More from KC Royals News

Kauffman Stadium, with the KC Royals defense behind him, is Chris Young’s Field of Dreams.

Kansas City Star columnist Sam Mellinger argued a few days ago that the Royals are better off returning Chris Young to the pen due to his second-half collapse last season. Yes, Chris Young’s ERA zoomed to 4.70 in the second half of 2014 after a first half at 3.15.

But that’s not the simple story of fatigue that Mellinger seems to presume.

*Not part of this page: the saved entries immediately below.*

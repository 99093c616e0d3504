//! Timing and reporting for strategy comparisons.
//!
//! ## Purpose
//!
//! This module measures wall-clock time around a filter run and renders the
//! two-line summary printed for each strategy: a count/timing line followed
//! by a preview sample of the primes found.
//!
//! ## Design notes
//!
//! * **Display-only**: Previews never alter the result they describe.
//! * **Unordered results**: `SortedBelow` sorts a filtered copy, which is how
//!   a parallel result is shown.
//!
//! ## Non-goals
//!
//! * This module does not read input or write to stdout itself.

// External dependencies
use num_traits::PrimInt;
use std::fmt::{Display, Formatter, Result};
use std::time::{Duration, Instant};

// Export dependencies from primes crate
use primes::internals::engine::output::PrimeResult;

// ============================================================================
// Timing
// ============================================================================

/// Run `f`, returning its output and the elapsed wall-clock time.
pub fn timed<R>(f: impl FnOnce() -> R) -> (R, Duration) {
    let start = Instant::now();
    let out = f();
    (out, start.elapsed())
}

// ============================================================================
// Preview Selection
// ============================================================================

/// Which primes to show under the summary line.
#[derive(Debug, Clone, Copy, PartialEq, Eq)]
pub enum Preview<T> {
    /// The first `n` primes as stored.
    Head(usize),

    /// Every prime strictly below the bound, ascending.
    SortedBelow(T),
}

// ============================================================================
// Strategy Report
// ============================================================================

/// Summary of one strategy run.
#[derive(Debug, Clone)]
pub struct StrategyReport<'a, T> {
    /// Label shown at the start of the summary line.
    pub label: &'a str,

    /// Result being reported.
    pub result: &'a PrimeResult<T>,

    /// Wall-clock time of the run.
    pub elapsed: Duration,

    /// Sample shown under the summary line.
    pub preview: Preview<T>,
}

impl<'a, T: PrimInt> StrategyReport<'a, T> {
    /// Create a report.
    pub fn new(
        label: &'a str,
        result: &'a PrimeResult<T>,
        elapsed: Duration,
        preview: Preview<T>,
    ) -> Self {
        Self {
            label,
            result,
            elapsed,
            preview,
        }
    }

    /// Values selected by the preview.
    pub fn sample(&self) -> Vec<T> {
        match self.preview {
            Preview::Head(n) => self.result.head(n).to_vec(),
            Preview::SortedBelow(bound) => self.result.sorted_below(bound),
        }
    }
}

impl<T: PrimInt + Display> Display for StrategyReport<'_, T> {
    fn fmt(&self, f: &mut Formatter<'_>) -> Result {
        writeln!(
            f,
            "{:<17} | Total prime numbers : {} | Time Taken : {} ms.",
            self.label,
            self.result.count(),
            self.elapsed.as_millis()
        )?;

        let sample = self.sample();
        for (i, value) in sample.iter().enumerate() {
            if i > 0 {
                write!(f, " ")?;
            }
            write!(f, "{value}")?;
        }

        Ok(())
    }
}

First of all, Young’s second half collapse was more one bad month at the tail end of the season rather than a bad second half. Young’s ERA for July was 3.29. In August, he maintained a strong 3.05 ERA. Only in September/October did his ERA balloon to 8.59.

That number was driven by allowing seven home runs in four starts over the last month of the season. He also posted a season high K/9 of 8.6. Chris Young’s velocity chart on Brooks Baseball shows that his average fastball velocity did dip to 85.83 mph in September from his peak month in June (86.32), but it was faster than his solid July (85.82) and August (85.49).

That doesn’t look like a guy running out of gas. That looks like a guy with a gopher ball problem. Notice also that Young is throwing harder this season (87.66 in April, and 86.98 in May).

Further, Young was coming back from shoulder surgery due to thoracic outlet syndrome in 2014. Young is now more than a year removed from surgery and presumably has built up his arm strength. Even if fatigue was a problem last season, it’s reasonable to assume Chris Young has more in his arm than the 165.0 innings he pitched last season.

Don’t overthink this people. Chris Young has an 0.74 ERA so far this season. Sandwich him between two harder throwers to make his odd motion (he’s 6’10” with long arms) look all the more deceptive to opponents and let him roll.

If Chris Young starts seeming fatigued late in the season, Ned Yost can always return Danny Duffy (or whomever sits down to make way for Young) back to the rotation for the playoff push.

However, if the KC Royals use him like a latter-day Storm Davis (who won 19 games for the 1989 Oakland A’s after regularly getting pulled after five or six innings), then Chris Young can be a very valuable member of the rotation.